This is the Materials repository for the 2019 Centre for Advanced Spatial Analysis' (CASA) Doctoral Summer School for Advanced Spatial Modelling.
The Summer School ran from the 21st to the 23rd of August 2019 with 30 PhD students taking part. Programme for the summer school consisted of 12 30-minute tutorials and a hackathon where participants worked in teams to apply the methods covered in the tutorials to research questions relating to the UK's 2017 Industrial Strategy.
This repository contains teaching and administration materials for the summer school as well as the teams' projects, submitted as R markdown notebooks.The repository is organised as follows:
The R markdown notebook and accompanying html for the three netoworks tutorials delivered by Obi Thompson Sargoni, Dr Elsa Arcaute (CASA) and Dr Neave O'Cleary (Oxford Mathematical Institute)
The R markdown notebook and accompanying html for the three remote sensing tutorials delivered by Matthew Ng, Dr Maxim Chernetskiy (Institute of Geosciences, Mineralogy, FSU Jena), and Dr Andy MacLachlan (CASA)
The R markdown notebook and accompanying html for the three statistics tutorials delivered by Zara Shabrina, Dr Georg Hanh (Biostatistics Department of the T.H. Chan School of Public Health, Harvard University), and Dr Thomas Oléron Evans (CASA)
The R markdown notebook and accompanying html for the three spatial statistics tutorials delivered by Bonnie Buyuklieva, Dr Robin Lovelace (Institute for Transport Studies, University of Leeds), and Dr David Murrell (Research Department of Genetics, Evolution and Environment, Centre for Biodiversity and Environment Research, UCL)
The R markdown and html presentations submitted by the Hackathon teams. The summer school attendees worked in teams to apply the methods covered in the summer school and that attendees use in their research to address research questions related to the Grand Challenges laid out in the UK 2017 Industrial Strategy.
Within this folder are separate folders containing the submissions from each team. In addition to the R markdown and html files that were rpesented by the teams are code, data, and project files used and produced by the teams. An extract of the teams' projects is given below:
Let’s try “to ensure that people can enjoy at least five extra healthy, independent years of life by 2035, whilst narrowing the gap between the experience of the richest and poorest”.
To do this, we could start by finding out what is the relationship between the difference between healthspan and lifespan and socio-spatial conditions. What variables associate with a life that is both healthy and long, or at the very least healthy for its duration? With a better understanding of these, we can allign policies to suit the needs of an ageing society.
Using Child Obesity data (10-11 years) as representation of chronic disease, can we model which deprivation factors are prevalent per area in order to inform the government of areas of efficient investment, as well as the public on how to facilitate healthy lifestyle choices?
As part of the industrial Strategy - Clean Growth Grand Challenge there has been a call for the construction industry to reduce whole life cost for assets by 33%, greenhouse gas emission by 50% to drive the UK construction industry as a global leader in clean growth.
Mission: “Use data, Artificial Intelligence and innovation to transform the prevention, early diagnosis and treatment of chronic diseases by 2030”
We aim to address this by…
- Investigating the spatial distribution of obesity in England
- Evaluating the importance of green spaces and sports facilities
- Assessing the significance of other potential explanatory variables
This exercise uses data on the Index of Deprivation to identify the areas of potential need for transport infrastructure networks expansion. This dataset, is compared to existing transport nodes, and car ownerwhip rates and origin-destination datasets. It shows potential hotspots where investment in public transport should be prioritised. Before talking of technological advancement in the automotive industry, it is important to ensure mobility is accessible and affordable for all.

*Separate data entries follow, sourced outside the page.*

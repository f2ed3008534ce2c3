use crate::dto::user_dto::{RegisterUserPayload, UpdateUserPayload};
use crate::error::{Error, Result};
use crate::models::skill::SkillWithYears;
use crate::models::user::{User, UserSkill};
use crate::services::skill_service::{skill_ids, SkillService};
use sqlx::PgPool;
use uuid::Uuid;

const USER_COLUMNS: &str =
    "id, first_name, last_name, email, years_prev_exp, created_at, updated_at";

#[derive(Clone)]
pub struct UserService {
    pool: PgPool,
    skill_service: SkillService,
}

impl UserService {
    pub fn new(pool: PgPool) -> Self {
        let skill_service = SkillService::new(pool.clone());
        Self {
            pool,
            skill_service,
        }
    }

    pub async fn get_by_email(&self, email: &str) -> Result<Option<User>> {
        let user = sqlx::query_as::<_, User>(&format!(
            "SELECT {} FROM users WHERE email = $1",
            USER_COLUMNS
        ))
        .bind(email.trim().to_lowercase())
        .fetch_optional(&self.pool)
        .await?;
        Ok(user)
    }

    /// Inserts the user and one association row per declared skill in a
    /// single transaction.
    pub async fn register(&self, payload: RegisterUserPayload) -> Result<User> {
        let email = payload.email.trim().to_lowercase();
        if self.get_by_email(&email).await?.is_some() {
            return Err(Error::Conflict("User already exist".to_string()));
        }
        self.skill_service
            .ensure_exist(&skill_ids(&payload.skills))
            .await?;

        let mut tx = self.pool.begin().await?;

        let user = sqlx::query_as::<_, User>(&format!(
            r#"
            INSERT INTO users (first_name, last_name, email, years_prev_exp)
            VALUES ($1, $2, $3, $4)
            RETURNING {}
            "#,
            USER_COLUMNS
        ))
        .bind(payload.first_name.trim())
        .bind(payload.last_name.trim())
        .bind(&email)
        .bind(payload.years_prev_exp)
        .fetch_one(&mut *tx)
        .await?;

        for skill in &payload.skills {
            sqlx::query("INSERT INTO users_skills (user_id, skill_id, years) VALUES ($1, $2, $3)")
                .bind(user.id)
                .bind(skill.id)
                .bind(skill.years)
                .execute(&mut *tx)
                .await?;
        }

        tx.commit().await?;

        tracing::info!(
            user_id = %user.id,
            skills = payload.skills.len(),
            "User registered"
        );
        Ok(user)
    }

    pub async fn get_by_id(&self, id: Uuid) -> Result<User> {
        let user = sqlx::query_as::<_, User>(&format!(
            "SELECT {} FROM users WHERE id = $1",
            USER_COLUMNS
        ))
        .bind(id)
        .fetch_optional(&self.pool)
        .await?;

        user.ok_or_else(|| Error::NotFound(format!("No user with this id: {} found", id)))
    }

    pub async fn get_with_skills(&self, id: Uuid) -> Result<(User, Vec<SkillWithYears>)> {
        let user = self.get_by_id(id).await?;
        let skills = sqlx::query_as::<_, SkillWithYears>(
            r#"
            SELECT s.id, s.name, us.years
            FROM users_skills us
            JOIN skills s ON s.id = us.skill_id
            WHERE us.user_id = $1
            ORDER BY s.id
            "#,
        )
        .bind(id)
        .fetch_all(&self.pool)
        .await?;

        Ok((user, skills))
    }

    /// Skill associations are left untouched.
    pub async fn update(&self, id: Uuid, payload: UpdateUserPayload) -> Result<User> {
        let email = payload.email.trim().to_lowercase();
        if let Some(other) = self.get_by_email(&email).await? {
            if other.id != id {
                return Err(Error::Conflict(format!("Email {} is already in use", email)));
            }
        }

        let user = sqlx::query_as::<_, User>(&format!(
            r#"
            UPDATE users
            SET
                first_name = $2,
                last_name = $3,
                email = $4,
                years_prev_exp = $5,
                updated_at = NOW()
            WHERE id = $1
            RETURNING {}
            "#,
            USER_COLUMNS
        ))
        .bind(id)
        .bind(payload.first_name.trim())
        .bind(payload.last_name.trim())
        .bind(&email)
        .bind(payload.years_prev_exp)
        .fetch_optional(&self.pool)
        .await?;

        user.ok_or_else(|| Error::NotFound(format!("No user with this id: {} found", id)))
    }

    pub async fn delete(&self, id: Uuid) -> Result<()> {
        let res = sqlx::query("DELETE FROM users WHERE id = $1")
            .bind(id)
            .execute(&self.pool)
            .await?;

        if res.rows_affected() == 0 {
            return Err(Error::NotFound(format!("No user with this id: {} found", id)));
        }
        tracing::info!(user_id = %id, "User deleted");
        Ok(())
    }

    /// An unknown user simply has no skills.
    pub async fn skills_for(&self, user_id: Uuid) -> Result<Vec<UserSkill>> {
        let skills = sqlx::query_as::<_, UserSkill>(
            r#"
            SELECT user_id, skill_id, years
            FROM users_skills
            WHERE user_id = $1
            ORDER BY skill_id
            "#,
        )
        .bind(user_id)
        .fetch_all(&self.pool)
        .await?;
        Ok(skills)
    }
}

During summer or winter, the more extreme temperatures cause people to use additional energy to either cool down or warm up their properties.
Low energy efficiency during such times would mean a lot of wasted energy to achieve that.
Identify regions more affected by the extreme temperatures that also have low energy efficiency/high energy consumption.
For such regions:
- What is the make-up of the properties?
- Are they mostly old dwellings, are they recently refurbished/insulated etc.?
- How much room is there to achieve the potential energy efficiency (does it correlate with dwelling age)?
Once these regions are identified and have enough potential for improvements:
- What could be the average costs of improving the energy efficiency of the dwellings within these regions ?
- Whether they could reasonably be covered by homeowners and public funding needs to be provided?